Elias Rosa acrescentou que a expectativa do Ministério da Agricultura e do ministro André de Paula é de que eventuais dificuldades sejam superadas.

Além das exigências sanitárias relacionadas aos produtos de origem animal, o comércio entre Brasil e União Europeia também acompanha mudanças regulatórias europeias que podem atingir outras cadeias exportadoras, como soja, café, cacau e produtos de madeira.

União Europeia amplia compras de carne bovina brasileira

O debate ocorre em um momento de crescimento das exportações brasileiras de carne bovina para o mercado europeu.

Dados da Associação Brasileira das Indústrias Exportadoras de Carnes (Abiec) apresentados durante o programa mostram que a União Europeia importou 12,5 mil toneladas de carne bovina brasileira em julho, alta de pouco mais de 52% na comparação com o mesmo período de 2025.

A receita obtida com os embarques ao bloco chegou a US$ 109,8 milhões no mês, avanço superior a 46%.

Entre janeiro e julho, as exportações brasileiras de carne bovina para a União Europeia alcançaram 63,7 mil toneladas, crescimento de mais de 10%.

Outros destinos também ampliaram as compras em julho. O Chile recebeu 19,2 mil toneladas, crescimento superior a 50%. Os Estados Unidos importaram quase 29 mil toneladas, avanço próximo de 10%, enquanto o México comprou 12,4 mil toneladas, aumento de 4,5%.
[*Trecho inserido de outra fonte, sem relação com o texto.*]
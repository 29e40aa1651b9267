//! Node/edge arena.
//!
//! Nodes store the ids of their incident edges, edges store the ids of their
//! two endpoints. Moving an edge endpoint is an index overwrite plus an
//! update of the two incidence lists involved.

use glam::DVec3;

use crate::error::{ChaikinError, ChaikinResult};
use crate::types::{ArenaId, Edge, EdgeFilter, EdgeId, EdgeType, Node, NodeId};

/// Arena of nodes and edges shared by the groups of a polyhedron
#[derive(Debug, Clone, Default)]
pub struct MeshGraph {
    pub(crate) nodes: Vec<Node>,
    pub(crate) edges: Vec<Edge>,
}

impl MeshGraph {
    pub fn new() -> Self {
        Self::default()
    }

    pub fn with_capacity(nodes: usize, edges: usize) -> Self {
        Self {
            nodes: Vec::with_capacity(nodes),
            edges: Vec::with_capacity(edges),
        }
    }

    // ========================================================================
    // Accessors
    // ========================================================================

    pub fn node(&self, id: NodeId) -> Option<&Node> {
        self.nodes.get(id.index())
    }

    pub fn edge(&self, id: EdgeId) -> Option<&Edge> {
        self.edges.get(id.index())
    }

    pub fn nodes(&self) -> &[Node] {
        &self.nodes
    }

    pub fn edges(&self) -> &[Edge] {
        &self.edges
    }

    pub fn node_count(&self) -> usize {
        self.nodes.len()
    }

    pub fn edge_count(&self) -> usize {
        self.edges.len()
    }

    fn node_ref(&self, id: NodeId) -> ChaikinResult<&Node> {
        self.node(id).ok_or(ChaikinError::UnknownNode(id))
    }

    fn edge_ref(&self, id: EdgeId) -> ChaikinResult<&Edge> {
        self.edge(id).ok_or(ChaikinError::UnknownEdge(id))
    }

    pub fn position(&self, id: NodeId) -> ChaikinResult<DVec3> {
        Ok(self.node_ref(id)?.position)
    }

    // ========================================================================
    // Topology Queries
    // ========================================================================

    /// Incident edges of `node` matching `filter`, in incidence order
    pub fn incident_edges(&self, node: NodeId, filter: EdgeFilter) -> ChaikinResult<Vec<EdgeId>> {
        Ok(self
            .node_ref(node)?
            .edges
            .iter()
            .copied()
            .filter(|&e| {
                self.edge(e)
                    .is_some_and(|edge| filter.matches(edge.edge_type))
            })
            .collect())
    }

    /// Nodes reachable from `node` across an edge matching `filter`
    pub fn neighbours(
        &self,
        node: NodeId,
        filter: EdgeFilter,
    ) -> ChaikinResult<impl Iterator<Item = NodeId> + '_> {
        let edges = &self.node_ref(node)?.edges;
        Ok(edges.iter().filter_map(move |&e| {
            let edge = self.edge(e)?;
            if filter.matches(edge.edge_type) {
                edge.partner(node).ok()
            } else {
                None
            }
        }))
    }

    /// Partner of `node` across `edge`
    pub fn partner(&self, edge: EdgeId, node: NodeId) -> ChaikinResult<NodeId> {
        self.edge_ref(edge)?.partner(node)
    }

    /// First edge matching `filter` between `a` and `b`, found by scanning the
    /// incidence list of `a`
    pub fn find_edge(&self, a: NodeId, b: NodeId, filter: EdgeFilter) -> Option<EdgeId> {
        let node = self.node(a)?;
        node.edges.iter().copied().find(|&e| {
            self.edge(e)
                .is_some_and(|edge| filter.matches(edge.edge_type) && edge.joins(a, b))
        })
    }

    pub fn are_connected(&self, a: NodeId, b: NodeId, filter: EdgeFilter) -> bool {
        self.find_edge(a, b, filter).is_some()
    }

    // ========================================================================
    // Mutation
    // ========================================================================

    /// Add an isolated node
    pub fn add_node(&mut self, position: DVec3) -> NodeId {
        let id = NodeId::from_index(self.nodes.len());
        self.nodes.push(Node::new(id, position));
        id
    }

    /// Create an edge of `edge_type` between `a` and `b` and register it with
    /// both endpoints.
    pub fn connect(&mut self, a: NodeId, b: NodeId, edge_type: EdgeType) -> ChaikinResult<EdgeId> {
        self.node_ref(a)?;
        self.node_ref(b)?;
        if a == b {
            return Err(ChaikinError::SelfConnection(a));
        }
        if self.are_connected(a, b, edge_type.into()) {
            return Err(ChaikinError::DuplicateConnection { a, b, edge_type });
        }

        let id = EdgeId::from_index(self.edges.len());
        self.edges.push(Edge::new(id, a, b, edge_type));
        self.nodes[a.index()].edges.push(id);
        self.nodes[b.index()].edges.push(id);
        Ok(id)
    }

    /// Move the `old` endpoint of `edge` to `new`, keeping the edge id.
    pub fn update_node(&mut self, edge: EdgeId, old: NodeId, new: NodeId) -> ChaikinResult<()> {
        self.node_ref(new)?;
        let current = self.edge_ref(edge)?;
        let partner = current.partner(old)?;
        if partner == new {
            return Err(ChaikinError::SelfConnection(new));
        }
        let slot = usize::from(current.nodes[0] != old);

        self.edges[edge.index()].nodes[slot] = new;
        self.nodes[old.index()].edges.retain(|&e| e != edge);
        self.nodes[new.index()].edges.push(edge);
        Ok(())
    }

    /// Replace the main-edge order of `node` with `fan`, keeping other edges
    /// after it in their current order. `fan` must be a permutation of the
    /// node's main edges.
    pub(crate) fn reorder_main_edges(&mut self, node: NodeId, fan: Vec<EdgeId>) -> ChaikinResult<()> {
        let main = self.incident_edges(node, EdgeFilter::Main)?;
        if main.len() != fan.len() || main.iter().any(|e| !fan.contains(e)) {
            return Err(ChaikinError::Validation(format!(
                "edge order for {node:?} is not a permutation of its main edges"
            )));
        }
        let rest = self.incident_edges(node, EdgeFilter::Graphical)?;
        let mut edges = fan;
        edges.extend(rest);
        self.nodes[node.index()].edges = edges;
        Ok(())
    }

    /// Drop every node below index `first` and renumber the rest from zero.
    ///
    /// Graphical edges touching a dropped node are discarded. A main edge
    /// touching a dropped node means the split was not clean and is an error.
    /// Surviving edges keep their relative order.
    pub(crate) fn retain_nodes_from(&mut self, first: usize) -> ChaikinResult<()> {
        let shift = |id: NodeId| NodeId::from_index(id.index() - first);

        let mut edge_map: Vec<Option<EdgeId>> = vec![None; self.edges.len()];
        let mut edges = Vec::with_capacity(self.edges.len());
        for edge in &self.edges {
            if edge.nodes.iter().any(|n| n.index() < first) {
                if edge.is_main() {
                    return Err(ChaikinError::Validation(format!(
                        "main edge {:?} still touches a dropped node ({:?})",
                        edge.id, edge.nodes
                    )));
                }
                continue;
            }
            let id = EdgeId::from_index(edges.len());
            edge_map[edge.id.index()] = Some(id);
            edges.push(Edge::new(id, shift(edge.nodes[0]), shift(edge.nodes[1]), edge.edge_type));
        }

        let mut nodes = self.nodes.split_off(first.min(self.nodes.len()));
        for node in &mut nodes {
            node.id = shift(node.id);
            node.edges = node
                .edges
                .iter()
                .filter_map(|e| edge_map[e.index()])
                .collect();
        }

        self.nodes = nodes;
        self.edges = edges;
        Ok(())
    }
}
Exigências europeias preocupam exportadores

As novas regras ambientais e sanitárias adotadas pela União Europeia vêm sendo acompanhadas pelo setor exportador brasileiro diante dos possíveis efeitos sobre o acesso ao mercado.

Segundo informações apresentadas no boletim, um estudo interno da Comissão Europeia aponta o Brasil entre os países que podem ser mais afetados pelas exigências.

O levantamento também indica possíveis impactos para os próprios consumidores europeus caso fornecedores internacionais deixem de atender às regras. No cenário mais severo citado no boletim, os preços de alguns produtos poderiam registrar forte aumento.

O governo brasileiro, porém, aposta no diálogo e nas avaliações técnicas para evitar interrupções no fluxo comercial com o bloco europeu.